December 20, 2001:  A second school has been added to our Reading Program search site, Saint Ann School in Bridgeport CT.    I've learned that there are a number of reading programs available;  Saint Ann School has  "Reading Counts"  from Scholastic.  Here's a link to the new book search index page in case you want to check it out. 

I finally got around to tabulating the results of the "Future Postings" voting page.  I've browsed the results periodically I during our first year online, usually just to see if anyone had voted for something I felt like working on anyway.    I have the program written to tabulate the results now, so I may be running it more frequently.   Several of the most requested will also require the most effort to document, a necessary but not so fun part of the job.   But I need to do it, just to see if I can still figure how they work. :>)    


December 17, 2001: We're starting a project to  revisit existing programs with the goal of adding usability features.  A number of interesting  puzzles are posted as versions that show computer solutions but do not allow user play.  (That's not the most fun part for programmers.)    It recently occurred to me that many of these would be of interest to non-programmers, specifically teachers looking for innovative ways to use technology in the classroom.   A number are usable in their current form - I've listed some in the Notes for Teachers section.  Here's the first re-posting of a puzzle that previously lacked user play  but now has it , the Seven Coins Puzzle.   

December 14, 2001:  I ran across this problem in a Donald Knuth paper the other day and thought it would make a logical addition to our "T-Shirt" series.  (T-shirts with "interesting" numbers on the front and the reason that they are interesting printed on the back.  Or should it be the other way around?   We'll let the marketing guys decide.)    The question for T-Shirt #2 is "The smallest 3 digit number equal to the sum of the cubes of its digits".  As usual, a simple problem can lead to not-so-simple investigations.  But there are less than  50 lines of code in the "Brute Force" solution which will get us started.    

December 10, 2001:  Today's programming project was my second Delphi CGI program, one  to automatically handle newsletter subscribe/unsubscribe requests.   It actually just takes the information you supply on the Newsletter page and submits an email request  in a  format that the list-server  can understand.  (The "list-server" is the guy that reads the list of email addresses and sends out newsletters when  I send him one.)    The program even seems to be working!  If you try to subscribe (or unsubscribe) and have any problems, let me know.    

December 8: 2001: Yesterday was a lost day at DelphiForFun. There were  more "hardware"  problems at the new host site so we were down most of the day.   Here's a page with  transcripts of communications with M6.net if anyone is interested in the not-so-fun part of running a website.     

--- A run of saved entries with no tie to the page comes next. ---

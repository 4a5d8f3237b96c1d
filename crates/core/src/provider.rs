//! Provider trait: the abstraction over completion backends.
//!
//! A Provider knows how to send an ordered message list to a hosted model and
//! get a single text completion back. It is called once per user submission;
//! retries are not its concern.

use async_trait::async_trait;
use serde::{Deserialize, Serialize};
use crate::error::ServiceError;
use crate::message::ChatMessage;

/// One completion request.
#[derive(Debug, Clone, Serialize, Deserialize)]
pub struct CompletionRequest {
    /// The model identifier (e.g., "llama-3.1-8b-instant")
    pub model: String,

    /// Instruction turn followed by the context window
    pub messages: Vec<ChatMessage>,

    /// Temperature (0.0 = deterministic, 1.0 = creative)
    #[serde(default = "default_temperature")]
    pub temperature: f32,

    /// Maximum tokens to generate
    #[serde(default, skip_serializing_if = "Option::is_none")]
    pub max_tokens: Option<u32>,
}

fn default_temperature() -> f32 {
    0.7
}

impl CompletionRequest {
    pub fn new(model: impl Into<String>, messages: Vec<ChatMessage>) -> Self {
        Self {
            model: model.into(),
            messages,
            temperature: default_temperature(),
            max_tokens: None,
        }
    }
}

/// A complete response from a provider.
#[derive(Debug, Clone, Serialize, Deserialize)]
pub struct CompletionResponse {
    /// The generated text
    pub content: String,

    /// Token usage statistics
    pub usage: Option<Usage>,

    /// Which model actually responded (may differ from requested)
    pub model: String,
}

/// Token usage information.
#[derive(Debug, Clone, Serialize, Deserialize)]
pub struct Usage {
    pub prompt_tokens: u32,
    pub completion_tokens: u32,
    pub total_tokens: u32,
}

/// The core Provider trait.
///
/// The session calls `complete()` without knowing which backend answers.
#[async_trait]
pub trait Provider: Send + Sync {
    /// A human-readable name for this provider (e.g., "groq", "openai").
    fn name(&self) -> &str;

    /// Send a request and get a complete response.
    async fn complete(
        &self,
        request: CompletionRequest,
    ) -> std::result::Result<CompletionResponse, ServiceError>;

    /// Health check: can we reach the provider?
    async fn health_check(&self) -> std::result::Result<bool, ServiceError> {
        Ok(true)
    }
}

#[cfg(test)]
mod tests {
    use super::*;
    use crate::message::Role;

    struct Echo;

    #[async_trait]
    impl Provider for Echo {
        fn name(&self) -> &str {
            "echo"
        }

        async fn complete(
            &self,
            request: CompletionRequest,
        ) -> Result<CompletionResponse, ServiceError> {
            let last = request.messages.last().map(|m| m.content.clone()).unwrap_or_default();
            Ok(CompletionResponse {
                content: last,
                usage: None,
                model: request.model,
            })
        }
    }

    #[test]
    fn completion_request_defaults() {
        let req = CompletionRequest::new("llama-3.1-8b-instant", vec![]);
        assert!((req.temperature - 0.7).abs() < f32::EPSILON);
        assert!(req.max_tokens.is_none());
    }

    #[test]
    fn max_tokens_omitted_when_unset() {
        let req = CompletionRequest::new("m", vec![ChatMessage::new(Role::User, "hi")]);
        let json = serde_json::to_string(&req).unwrap();
        assert!(!json.contains("max_tokens"));
    }

    #[tokio::test]
    async fn default_health_check_is_ok() {
        let echo = Echo;
        assert!(echo.health_check().await.unwrap());
        let resp = echo
            .complete(CompletionRequest::new("m", vec![ChatMessage::new(Role::User, "ping")]))
            .await
            .unwrap();
        assert_eq!(resp.content, "ping");
    }
}
//! Chat session orchestration for Dost.
//!
//! One submission follows a fixed path:
//!
//! 1. **Record** the user turn in the session transcript
//! 2. **Assemble** the instruction turn plus the bounded context window
//! 3. **Call** the configured provider once, awaiting the result
//! 4. **Record** the reply, or a synthesized error turn if the call failed
//!
//! The transcript is the single source of truth for both the next request and
//! the exported document.

pub mod context;
pub mod policy;
pub mod session;
pub mod transcript;

#[cfg(test)]
mod test_helpers;

pub use context::{assemble, AssembledContext, AssemblyMetadata, ContextAssembler};
pub use policy::DEFAULT_INSTRUCTION;
pub use session::ChatSession;
pub use transcript::Transcript;
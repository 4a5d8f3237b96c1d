//! Context window assembly.
//!
//! Builds the ordered message list for one completion request:
//!
//! 1. **Instruction**: the fixed behavioral policy, always first, never
//!    derived from the transcript
//! 2. **Window**: the last `window_size` transcript turns, keeping only
//!    user and assistant roles, in original order
//!
//! # Determinism
//!
//! Assembly is a pure function of the transcript snapshot, the window size and
//! the instruction text. It never mutates the transcript and never truncates
//! a turn's content.

use crate::context::token;
use dost_core::message::{ChatMessage, Turn};
use serde::{Deserialize, Serialize};

/// The assembled request messages plus bookkeeping for logs.
#[derive(Debug, Clone)]
pub struct AssembledContext {
    /// Instruction turn followed by the windowed conversation.
    pub messages: Vec<ChatMessage>,
    /// Assembly metadata (window counts, token estimate).
    pub metadata: AssemblyMetadata,
}

#[derive(Debug, Clone, Serialize, Deserialize)]
pub struct AssemblyMetadata {
    /// Turns in the transcript at assembly time.
    pub transcript_turns: usize,
    /// Turns that fell inside the window before role filtering.
    pub window_turns: usize,
    /// Window turns dropped because their role is not conversational.
    pub filtered_turns: usize,
    /// Rough token estimate of the whole message list.
    pub estimated_tokens: usize,
}

/// The context assembler. Stateless apart from its configuration.
#[derive(Debug, Clone)]
pub struct ContextAssembler {
    window_size: usize,
    instruction: String,
}

impl ContextAssembler {
    pub fn new(window_size: usize, instruction: impl Into<String>) -> Self {
        Self {
            window_size,
            instruction: instruction.into(),
        }
    }

    /// An assembler using the built-in tutor policy.
    pub fn with_default_instruction(window_size: usize) -> Self {
        Self::new(window_size, crate::policy::DEFAULT_INSTRUCTION)
    }

    pub fn window_size(&self) -> usize {
        self.window_size
    }

    pub fn instruction(&self) -> &str {
        &self.instruction
    }

    /// Assemble the request messages for the given transcript turns.
    pub fn assemble(&self, turns: &[Turn]) -> AssembledContext {
        let start = turns.len().saturating_sub(self.window_size);
        let window = &turns[start..];

        let mut messages = Vec::with_capacity(window.len() + 1);
        messages.push(ChatMessage::system(self.instruction.clone()));
        messages.extend(
            window
                .iter()
                .filter(|turn| turn.role.is_conversational())
                .map(ChatMessage::from),
        );

        let metadata = AssemblyMetadata {
            transcript_turns: turns.len(),
            window_turns: window.len(),
            filtered_turns: window.len() + 1 - messages.len(),
            estimated_tokens: token::estimate_messages_tokens(&messages),
        };

        AssembledContext { messages, metadata }
    }
}

/// Assemble with an explicit window size and instruction.
pub fn assemble(turns: &[Turn], window_size: usize, instruction: &str) -> Vec<ChatMessage> {
    ContextAssembler::new(window_size, instruction)
        .assemble(turns)
        .messages
}

#[cfg(test)]
mod tests {
    use super::*;
    use dost_core::message::Role;

    const POLICY: &str = "You are a DSA tutor.";

    fn alternating(len: usize) -> Vec<Turn> {
        (0..len)
            .map(|i| {
                if i % 2 == 0 {
                    Turn::user(format!("question {i}"))
                } else {
                    Turn::assistant(format!("answer {i}"))
                }
            })
            .collect()
    }

    #[test]
    fn length_is_min_plus_instruction() {
        for len in 0..20 {
            let turns = alternating(len);
            for window in 0..16 {
                let messages = assemble(&turns, window, POLICY);
                let kept = len.min(window);
                assert_eq!(messages.len(), kept + 1, "len={len} window={window}");

                let expected: Vec<ChatMessage> =
                    turns[len - kept..].iter().map(ChatMessage::from).collect();
                assert_eq!(&messages[1..], expected.as_slice());
            }
        }
    }

    #[test]
    fn instruction_always_first() {
        let messages = assemble(&alternating(5), 3, POLICY);
        assert_eq!(messages[0], ChatMessage::system(POLICY));
    }

    #[test]
    fn empty_transcript_yields_only_instruction() {
        let messages = assemble(&[], 12, POLICY);
        assert_eq!(messages, vec![ChatMessage::system(POLICY)]);
    }

    #[test]
    fn zero_window_yields_only_instruction() {
        let messages = assemble(&alternating(9), 0, POLICY);
        assert_eq!(messages.len(), 1);
        assert_eq!(messages[0].role, Role::System);
    }

    #[test]
    fn non_conversational_turns_filtered_after_windowing() {
        let turns = vec![
            Turn::user("a"),
            Turn::assistant("b"),
            Turn {
                role: Role::System,
                content: "transcript cleared".into(),
                created_at: String::new(),
            },
            Turn::user("c"),
        ];
        let asm = ContextAssembler::new(3, POLICY);
        let ctx = asm.assemble(&turns);

        // Window covers [b, notice, c]; the notice is dropped, "a" is outside.
        let contents: Vec<_> = ctx.messages[1..].iter().map(|m| m.content.as_str()).collect();
        assert_eq!(contents, vec!["b", "c"]);
        assert_eq!(ctx.metadata.window_turns, 3);
        assert_eq!(ctx.metadata.filtered_turns, 1);
    }

    #[test]
    fn content_not_truncated() {
        let long = "x".repeat(50_000);
        let turns = vec![Turn::user(long.clone())];
        let messages = assemble(&turns, 12, POLICY);
        assert_eq!(messages[1].content, long);
    }

    #[test]
    fn assembly_is_deterministic_and_non_mutating() {
        let turns = alternating(15);
        let before = turns.clone();
        let asm = ContextAssembler::with_default_instruction(12);
        let a = asm.assemble(&turns).messages;
        let b = asm.assemble(&turns).messages;
        assert_eq!(a, b);
        assert_eq!(turns, before);
    }
}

December 6, 2001:  This Car and Goats program implements a probability game that has stirred a lot of controversy over the years.     You're a contestant on a game show trying to choose which of three closed doors has the new car behind it (goats behind the other two).  After you choose, Monty Hall, the host, opens one of the other doors revealing a goat and offers you a chance to switch doors.  Should you?

By the way, I have had a number of feedback emails from viewers who are interested in the problems, but not the programming.  Toward the bottom of each program page you will find a "Download executable" link that will let you retrieve and run the program without any Delphi code or knowledge.   (But  "getting there",  the coding,  is at least half the fun.)    

December 5, 2001:  Oops!  I replaced the Big Integer Arithmetic unit today, zeros interior to quotients after divide operations were somehow missing (123456 divided by 112 returned 112, not 1102).  

December 3, 2001: I started working on the "Square Root Piles" problem this week, and realized that I didn't have the source for the "Huge Integer" unit I had used to generate combinations. So, not liking the structure of anything I found online, and just for the fun of it, here's my version of a Big Integer Arithmetic unit posted over in Delphi Techniques.    It's a "quick and dirty",  2 days of coding time, and pretty much simulates what you would do with pencil and paper to add, subtract, multiply or divide numbers that are dozens, or hundreds of digits long. Other methods available include Assign, Modulo, Factorial, Compare, and ConvertToDecimalString. I wouldn't want to enter any speed contests with it, but it seems fast enough for now.